▸ **Exercise aim**: Filter the records below for the word "output". Keep each line that has it.

▸ **Data for analysis**:

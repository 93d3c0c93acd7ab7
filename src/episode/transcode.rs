use std::path::Path;
use std::process::Stdio;

use tokio::process::Command;

use crate::error::FetchError;

/// How the downloaded source audio is re-encoded
#[derive(Debug, Clone)]
pub struct TranscodeOptions {
    /// ffmpeg binary name or path
    pub ffmpeg: String,
    /// Target bitrate, e.g. "128k"
    pub bitrate: String,
}

impl Default for TranscodeOptions {
    fn default() -> Self {
        Self {
            ffmpeg: "ffmpeg".to_string(),
            bitrate: "128k".to_string(),
        }
    }
}

impl TranscodeOptions {
    fn args(&self, input: &Path, output: &Path) -> Vec<std::ffi::OsString> {
        let mut args: Vec<std::ffi::OsString> = ["-nostdin", "-y", "-loglevel", "error", "-i"]
            .into_iter()
            .map(Into::into)
            .collect();
        args.push(input.as_os_str().to_owned());
        // The output has a temporary name, so the container must be explicit
        for arg in ["-vn", "-ab", self.bitrate.as_str(), "-ar", "44100", "-f", "mp3"] {
            args.push(arg.into());
        }
        args.push(output.as_os_str().to_owned());
        args
    }
}

/// Re-encode `input` as MP3 into `output`
pub async fn transcode_to_mp3(
    options: &TranscodeOptions,
    input: &Path,
    output: &Path,
) -> Result<(), FetchError> {
    let result = Command::new(&options.ffmpeg)
        .args(options.args(input, output))
        .stdin(Stdio::null())
        .stdout(Stdio::null())
        .stderr(Stdio::piped())
        .output()
        .await
        .map_err(|e| FetchError::SpawnFailed {
            program: options.ffmpeg.clone(),
            source: e,
        })?;

    if !result.status.success() {
        return Err(FetchError::TranscodeFailed {
            path: input.to_path_buf(),
            stderr: String::from_utf8_lossy(&result.stderr).trim().to_string(),
        });
    }

    Ok(())
}

#[cfg(test)]
mod tests {
    use super::*;
    use std::path::PathBuf;

    #[test]
    fn args_force_mp3_container_and_bitrate() {
        let options = TranscodeOptions {
            ffmpeg: "ffmpeg".to_string(),
            bitrate: "96k".to_string(),
        };
        let args: Vec<String> = options
            .args(&PathBuf::from("/in.m4a"), &PathBuf::from("/out.mp3.partial"))
            .into_iter()
            .map(|a| a.to_string_lossy().into_owned())
            .collect();

        assert_eq!(
            args,
            vec![
                "-nostdin", "-y", "-loglevel", "error", "-i", "/in.m4a", "-vn", "-ab", "96k",
                "-ar", "44100", "-f", "mp3", "/out.mp3.partial",
            ]
        );
    }

    #[tokio::test]
    async fn missing_binary_is_a_spawn_failure() {
        let options = TranscodeOptions {
            ffmpeg: "/nonexistent/ffmpeg-binary".to_string(),
            ..Default::default()
        };
        let result =
            transcode_to_mp3(&options, Path::new("/tmp/in"), Path::new("/tmp/out")).await;
        assert!(matches!(result, Err(FetchError::SpawnFailed { .. })));
    }
}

▸ **Exercise solution**:
    fn args(&self, input: &Path, output: &Path) -> Vec<std::ffi::OsString> {
        // The output has a temporary name, so the container must be explicit
        args.push(output.as_os_str().to_owned());
/// Re-encode `input` as MP3 into `output`
    output: &Path,
        .args(options.args(input, output))
        .output()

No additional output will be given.